**TRY IT:**
Where the line containing "owns its own" appears, end your copy; everything from the first line of the records below up to and including it must be reproduced exactly.

**DATASET ENTRIES:**
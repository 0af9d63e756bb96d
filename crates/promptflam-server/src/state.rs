//! Shared application state.

use std::time::Duration;

use promptflam_chat::RelayConfig;
use reqwest::Client;

/// Read-only state shared by all handlers. Each relay request owns its own
/// upstream stream and buffers; nothing here is mutated per request.
pub struct AppState {
    pub relay: RelayConfig,
    pub client: Client,
}

impl AppState {
    pub fn new(relay: RelayConfig) -> anyhow::Result<Self> {
        let client = Client::builder()
            .connect_timeout(Duration::from_secs(10))
            .build()?;
        Ok(Self { relay, client })
    }
}
//! PromptFlam Core: configuration, the error enum and the key-value store.

pub mod config;
pub mod error;
pub mod store;

pub use config::{DataPaths, PromptFlamConfig};
pub use error::{Error, Result};
pub use store::{FileStore, KeyValueStore, MemoryStore, StorageUsage};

**YOUR RESPONSE:**
repository 0af9d63e756bb96d
filename crates/promptflam-server/src/state.rs
//! Shared application state.

use std::time::Duration;

use promptflam_chat::RelayConfig;
use reqwest::Client;

/// Read-only state shared by all handlers. Each relay request owns its own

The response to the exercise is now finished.